11. This HeatDeceit
This Heat records are untouchable for me, and then there’s the Camberwell Now stuff which is incredible too. I love it all, but Deceit is my favourite. I still listen to it now and think ‘how? why?’
The amount of of imagination that’s gone into it – the structures; the creativity; the bizarre melodies; the musicianship – the really amazing musicianship – and also Charles Heywood is one of my favourite people of all time. I actually got to work with Charles. He did a project called Anonymous Bash at Islington Mill and I got to hang out with him a lot. He was somebody I learnt a lot from, just doing music with hm and seeing how he communicated with musicians and communicated with me and his approach: he’s an amazingly magic guy. I think the first or second time I saw Charles live I was off my head and went up to him and said ‘Charles, I want you to adopt me. I want you to be my father’ and he just said ‘fuck off’. I also remember a Gnod gig at Islington Mill and we were having a smoke and listening to D Double E – a Rinse FM mixtape – and he comes in and just says ‘oh, brilliant. D Double E’ straight off the bat.
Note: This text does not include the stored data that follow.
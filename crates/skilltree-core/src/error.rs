//! Error types for skilltree.

use thiserror::Error;

use crate::validation::ValidationError;

/// Result type alias using skilltree's Error type.
pub type Result<T> = std::result::Result<T, Error>;

/// Core error type for skilltree operations.
#[derive(Error, Debug)]
pub enum Error {
    /// One or more validation rules were violated. All violations are
    /// collected so callers can display them at once.
    #[error("Validation failed: {}", format_violations(.0))]
    Validation(Vec<ValidationError>),

    /// Taxonomy node not found in the active tree
    #[error("Node not found: {0}")]
    NodeNotFound(uuid::Uuid),

    /// Inactive Bin entry not found
    #[error("Inactive item not found: {0}")]
    InactiveItemNotFound(uuid::Uuid),

    /// Global proficiency level not found
    #[error("Proficiency level not found: {0}")]
    LevelNotFound(uuid::Uuid),

    /// Proficiency mapping not found among active mappings
    #[error("Proficiency mapping not found: {0}")]
    MappingNotFound(uuid::Uuid),

    /// Operation conflicts with the current state (e.g. merging a node into itself)
    #[error("Conflict: {0}")]
    Conflict(String),

    /// Serialization/deserialization error
    #[error("Serialization error: {0}")]
    Serialization(String),

    /// CSV reading or writing failed
    #[error("CSV error: {0}")]
    Csv(String),

    /// Configuration error
    #[error("Configuration error: {0}")]
    Config(String),

    /// Internal error
    #[error("Internal error: {0}")]
    Internal(String),

    /// File I/O operation failed
    #[error("I/O error: {0}")]
    Io(#[from] std::io::Error),
}

impl Error {
    /// Returns the validation violations if this is a validation error.
    pub fn violations(&self) -> Option<&[ValidationError]> {
        match self {
            Error::Validation(v) => Some(v),
            _ => None,
        }
    }
}

impl From<serde_json::Error> for Error {
    fn from(e: serde_json::Error) -> Self {
        Error::Serialization(e.to_string())
    }
}

fn format_violations(violations: &[ValidationError]) -> String {
    violations
        .iter()
        .map(|v| v.to_string())
        .collect::<Vec<_>>()
        .join("; ")
}

#[cfg(test)]
mod tests {
    use super::*;
    use crate::validation::{ValidationError, ValidationRule};
    use uuid::Uuid;

    #[test]
    fn test_error_display_node_not_found() {
        let id = Uuid::nil();
        let err = Error::NodeNotFound(id);
        assert_eq!(err.to_string(), format!("Node not found: {}", id));
    }

    #[test]
    fn test_error_display_validation_joins_all_violations() {
        let err = Error::Validation(vec![
            ValidationError::new("name", ValidationRule::Required, "Name is required"),
            ValidationError::new("rank", ValidationRule::DuplicateRank, "Rank 2 is already used"),
        ]);
        assert_eq!(
            err.to_string(),
            "Validation failed: name: Name is required; rank: Rank 2 is already used"
        );
        assert_eq!(err.violations().map(|v| v.len()), Some(2));
    }

    #[test]
    fn test_from_serde_json_error() {
        let json_err = serde_json::from_str::<i32>("not a number").unwrap_err();
        let err: Error = json_err.into();
        match err {
            Error::Serialization(msg) => assert!(!msg.is_empty()),
            _ => panic!("Expected Serialization error"),
        }
    }

    #[test]
    fn test_from_io_error() {
        let io_err = std::io::Error::new(std::io::ErrorKind::PermissionDenied, "access denied");
        let err: Error = io_err.into();
        assert!(matches!(err, Error::Io(_)));
        assert!(err.violations().is_none());
    }

    #[test]
    fn test_error_is_send_sync() {
        fn assert_send<T: Send>() {}
        fn assert_sync<T: Sync>() {}

        assert_send::<Error>();
        assert_sync::<Error>();
    }
}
He really knows his stuff.
This Heat were quite mystical; I’m so pleased that they came back and did This Is Not This Heat. I was at the second OTO show that they did. I can remember looking around and there was a whole bunch of us in tears and I remember just thinking ‘yes! This is exactly what I want from a gig. Being blown away to that degree’. Very important band; very important album.